Of the lines listed below, return exactly those that run from the line containing "pub fn history_pattern()" through the line containing "pub fn family(key: &str)", both included.

(Records drawn from a dataset)
——
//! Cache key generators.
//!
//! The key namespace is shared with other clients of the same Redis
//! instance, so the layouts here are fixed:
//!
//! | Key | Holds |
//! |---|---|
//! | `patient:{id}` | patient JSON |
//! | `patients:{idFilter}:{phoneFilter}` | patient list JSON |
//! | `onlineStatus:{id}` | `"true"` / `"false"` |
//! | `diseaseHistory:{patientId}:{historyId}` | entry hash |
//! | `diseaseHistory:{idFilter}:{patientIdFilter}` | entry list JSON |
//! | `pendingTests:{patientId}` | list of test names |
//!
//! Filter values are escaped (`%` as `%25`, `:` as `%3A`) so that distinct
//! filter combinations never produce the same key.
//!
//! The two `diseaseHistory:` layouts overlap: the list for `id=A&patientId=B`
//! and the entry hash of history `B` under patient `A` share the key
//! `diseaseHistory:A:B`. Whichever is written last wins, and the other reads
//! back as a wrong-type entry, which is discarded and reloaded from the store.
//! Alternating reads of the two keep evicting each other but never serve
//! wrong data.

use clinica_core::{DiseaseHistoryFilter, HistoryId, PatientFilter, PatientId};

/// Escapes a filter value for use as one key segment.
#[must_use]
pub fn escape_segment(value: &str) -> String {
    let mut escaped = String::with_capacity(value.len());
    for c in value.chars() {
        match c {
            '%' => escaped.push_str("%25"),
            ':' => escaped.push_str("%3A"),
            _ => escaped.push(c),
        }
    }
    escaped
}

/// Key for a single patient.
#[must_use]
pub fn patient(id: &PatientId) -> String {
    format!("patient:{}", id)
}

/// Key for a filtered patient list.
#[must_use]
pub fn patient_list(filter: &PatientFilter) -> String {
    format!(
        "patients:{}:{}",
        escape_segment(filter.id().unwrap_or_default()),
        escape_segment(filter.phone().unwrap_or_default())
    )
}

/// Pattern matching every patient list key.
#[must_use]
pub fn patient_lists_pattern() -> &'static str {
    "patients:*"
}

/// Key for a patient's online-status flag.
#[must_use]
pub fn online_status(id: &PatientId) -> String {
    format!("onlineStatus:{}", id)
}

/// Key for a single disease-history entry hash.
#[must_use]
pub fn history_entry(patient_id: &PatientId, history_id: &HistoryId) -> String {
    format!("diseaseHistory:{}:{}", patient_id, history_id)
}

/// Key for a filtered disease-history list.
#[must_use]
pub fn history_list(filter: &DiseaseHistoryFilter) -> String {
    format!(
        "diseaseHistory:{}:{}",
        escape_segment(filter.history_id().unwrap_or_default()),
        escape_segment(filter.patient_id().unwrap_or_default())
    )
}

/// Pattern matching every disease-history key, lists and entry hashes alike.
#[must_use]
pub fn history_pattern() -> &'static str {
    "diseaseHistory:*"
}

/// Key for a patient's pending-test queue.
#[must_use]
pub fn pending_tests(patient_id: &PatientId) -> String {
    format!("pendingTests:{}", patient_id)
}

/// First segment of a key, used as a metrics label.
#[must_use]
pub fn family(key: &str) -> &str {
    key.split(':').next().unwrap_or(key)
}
——
WRITTEN REPLY:
pub fn history_pattern() -> &'static str {
    "diseaseHistory:*"
}

/// Key for a patient's pending-test queue.
#[must_use]
pub fn pending_tests(patient_id: &PatientId) -> String {
    format!("pendingTests:{}", patient_id)
}

/// First segment of a key, used as a metrics label.
#[must_use]
pub fn family(key: &str) -> &str {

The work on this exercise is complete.